The theme was “West Coast” so there was lots of sand, and sea and West Coast delicacies – like Snoek (fish) on the braai (Barbecue); tripe curry; potjie kos (stew cooked in a three legged cast iron pot. There was also West Coast culture, which I saw, for the first time in full cry today.

My experience of ‘Coloured” (or mixed race) people of the Western Cape has been that they are fairly formal. “Mr” this and “Mrs” that. They are fairly conservative and fairly underexposed. They stick pretty much to themselves. (Naturally, I am talking in huge generalisations here – but this is just my observation. And of course, all generalisations are false...)

So, to see them “letting their hair down” (as my mother would have said) was an interesting experience. They jived. They danced. They did things which I think are called “party dances” where everyone does what looks like an aerobic exercise to music. Women in scarves cooked Snoek over open fires and stirred massive three legged pots. Inside, the Karaoke was reaching fever pitch as slightly flat vocal chords murdered yet another song. (Or maybe not! Maybe that is what they were supposed to sound like!)
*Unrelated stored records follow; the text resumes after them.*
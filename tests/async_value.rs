//! Scoped resources: bind_to, connect_to, accept_from, async_value.

mod common;

use std::sync::atomic::{AtomicBool, Ordering};
use std::sync::Arc;
use std::thread;
use std::time::Duration;

use loopexec::{
    accept_from, async_value, bind_to, connect_to, just, receive, AsyncScope, EventLoop,
    Ipv4Endpoint, OsErrc, SenderExt, TcpListener, TcpSocket, UdpSocket,
};

use common::init_test_logging;

fn ep(port: u16) -> Ipv4Endpoint {
    Ipv4Endpoint::new("127.0.0.1", port).unwrap()
}

#[test]
fn bind_to_scopes_a_listener() {
    init_test_logging();
    let lp = EventLoop::new().unwrap();
    let sched = lp.scheduler();

    let entered = Arc::new(AtomicBool::new(false));
    let job = bind_to(sched.schedule().then(|()| ep(1343)), {
        let entered = entered.clone();
        move |_listener: &TcpListener| {
            entered.store(true, Ordering::SeqCst);
            just(())
        }
    });
    lp.sync_wait(job).unwrap().unwrap();
    assert!(entered.load(Ordering::SeqCst));
    // Loop drop asserts no leaked handles: the listener was closed by the
    // adaptor.
}

#[test]
fn bind_to_surfaces_bind_errors() {
    init_test_logging();
    let lp = EventLoop::new().unwrap();
    let sched = lp.scheduler();
    let taken = UdpSocket::bind(&lp, ep(1344)).unwrap();

    let err = lp
        .sync_wait(bind_to(
            sched.schedule().then(|()| ep(1344)),
            |_socket: &UdpSocket| just(()),
        ))
        .unwrap_err();
    assert_eq!(err.as_os().unwrap().errc(), OsErrc::AddressInUse);

    lp.sync_wait(taken.close()).unwrap().unwrap();
}

#[test]
fn bind_to_scopes_a_udp_socket() {
    init_test_logging();
    let lp = EventLoop::new().unwrap();
    let sched = lp.scheduler();

    let entered = Arc::new(AtomicBool::new(false));
    let job = bind_to(sched.schedule().then(|()| ep(1345)), {
        let entered = entered.clone();
        move |_socket: &UdpSocket| {
            entered.store(true, Ordering::SeqCst);
            just(())
        }
    });
    lp.sync_wait(job).unwrap().unwrap();
    assert!(entered.load(Ordering::SeqCst));
}

#[test]
fn connect_to_closes_on_refused_connection() {
    init_test_logging();
    let lp = EventLoop::new().unwrap();
    let sched = lp.scheduler();

    // Nothing listens on this port.
    let err = lp
        .sync_wait(connect_to(
            sched.schedule().then(|()| ep(1346)),
            |_socket: &TcpSocket| just(()),
        ))
        .unwrap_err();
    assert_eq!(err.as_os().unwrap().errc(), OsErrc::ConnectionRefused);
    // The implicitly created socket was closed before the error was
    // re-delivered; loop drop verifies that.
}

#[test]
fn scoped_echo_end_to_end() {
    init_test_logging();
    let port = 1347;
    let served = Arc::new(AtomicBool::new(false));

    let server = {
        let served = served.clone();
        thread::spawn(move || {
            let lp = EventLoop::new().unwrap();
            let sched = lp.scheduler();

            let job = bind_to(sched.schedule().then(move |()| ep(port)), {
                let served = served.clone();
                move |listener: &TcpListener| {
                    accept_from(just(()), listener, move |socket: &TcpSocket| {
                        let socket2 = socket.clone();
                        socket
                            .receive([0u8; 4])
                            .let_value(move |(buf, n)| {
                                served.store(n == 4, Ordering::SeqCst);
                                let mut reply = buf;
                                reply.reverse();
                                socket2.send(reply)
                            })
                    })
                }
            });
            lp.sync_wait(job).unwrap().unwrap();
        })
    };

    let lp = EventLoop::new().unwrap();
    let sched = lp.scheduler();

    let job = connect_to(
        sched.schedule().then(move |()| ep(port)),
        |socket: &TcpSocket| {
            let socket = socket.clone();
            socket
                .clone()
                .send(*b"Ping")
                .then(|()| [0u8; 4])
                .pipe(receive(&socket))
                .then(|(buf, n)| {
                    assert_eq!(n, 4);
                    assert_eq!(&buf, b"gniP");
                })
        },
    );
    thread::sleep(Duration::from_millis(50));
    lp.sync_wait(job).unwrap().unwrap();
    server.join().unwrap();

    assert!(served.load(Ordering::SeqCst));
}

#[test]
fn async_value_scopes_a_stop_source() {
    init_test_logging();
    let lp = EventLoop::new().unwrap();
    let sched = lp.scheduler();

    let executed = Arc::new(AtomicBool::new(false));
    let job = async_value(just(AsyncScope::new()), {
        let sched = sched.clone();
        let executed = executed.clone();
        move |scope: &AsyncScope| {
            scope.spawn(sched.schedule().then({
                let executed = executed.clone();
                move |()| executed.store(true, Ordering::SeqCst)
            }));
            scope.on_empty()
        }
    });
    lp.sync_wait(sched.schedule().let_value(move |()| job))
        .unwrap()
        .unwrap();
    assert!(executed.load(Ordering::SeqCst));
}

#[test]
fn async_value_runs_the_destructor_on_body_error() {
    init_test_logging();
    let lp = EventLoop::new().unwrap();
    let sched = lp.scheduler();

    let socket = TcpSocket::new(&lp);
    // Lend the loop's own socket as the scoped value: the body fails, yet
    // the asynchronous destructor must still close the handle.
    let job = async_value(just(socket), |_socket: &TcpSocket| {
        loopexec::fail::<()>(loopexec::Error::os(OsErrc::Interrupted))
    });
    let err = lp
        .sync_wait(sched.schedule().let_value(move |()| job))
        .unwrap_err();
    assert_eq!(err.as_os().unwrap().errc(), OsErrc::Interrupted);
    // Loop drop verifies the close ran.
}
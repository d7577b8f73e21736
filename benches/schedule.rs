//! Scheduling throughput benchmarks.
//!
//! Measures the submit → drain → complete round trip for plain schedules
//! and zero-delay timers, both through `sync_wait`.

#![allow(missing_docs)]

use std::time::Duration;

use criterion::{criterion_group, criterion_main, Criterion, Throughput};

use loopexec::{AsyncScope, EventLoop, SenderExt};

fn bench_schedule(c: &mut Criterion) {
    let lp = EventLoop::new().unwrap();
    let sched = lp.scheduler();

    let mut group = c.benchmark_group("schedule");
    group.throughput(Throughput::Elements(1));
    group.bench_function("sync_wait", |b| {
        b.iter(|| {
            lp.sync_wait(sched.schedule()).unwrap().unwrap();
        });
    });
    group.bench_function("sync_wait_timer_zero", |b| {
        b.iter(|| {
            lp.sync_wait(sched.schedule_after(Duration::ZERO))
                .unwrap()
                .unwrap();
        });
    });
    group.finish();
}

fn bench_spawn_burst(c: &mut Criterion) {
    const BURST: usize = 100;

    let lp = EventLoop::new().unwrap();
    let sched = lp.scheduler();

    let mut group = c.benchmark_group("spawn_burst");
    group.throughput(Throughput::Elements(BURST as u64));
    group.bench_function("scope_100", |b| {
        b.iter(|| {
            let scope = AsyncScope::new();
            for _ in 0..BURST {
                scope.spawn(sched.schedule().then(|()| ()));
            }
            let drained = sched.schedule().let_value({
                let scope = scope.clone();
                move |()| scope.on_empty()
            });
            lp.sync_wait(drained).unwrap().unwrap();
        });
    });
    group.finish();
}

criterion_group!(benches, bench_schedule, bench_spawn_burst);
criterion_main!(benches);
The man managing the dance music seemed to cater for the “African” and the “Coloured” groups, in particular. The African set had lots of Kwaito and what I have come to recognise as Hip-Hop; the Coloured set had beat-y sentimental love-song type numbers. And there was an unfamiliar (to me anyway) unity between the two groups on the dance floor. Off the dance floor, the two groups sat apart from each other, in groups of their own. The whites also formed their own group. This is what life in the work environment is like. This is what Cape Town is like.

It cannot be that language is the issue. Everyone in the department understands English. And whereas not everyone may know how to speak Afrikaans or Xhosa – in the work environment, English is the way people communicate. So language cannot be the reason why people choose to sit together.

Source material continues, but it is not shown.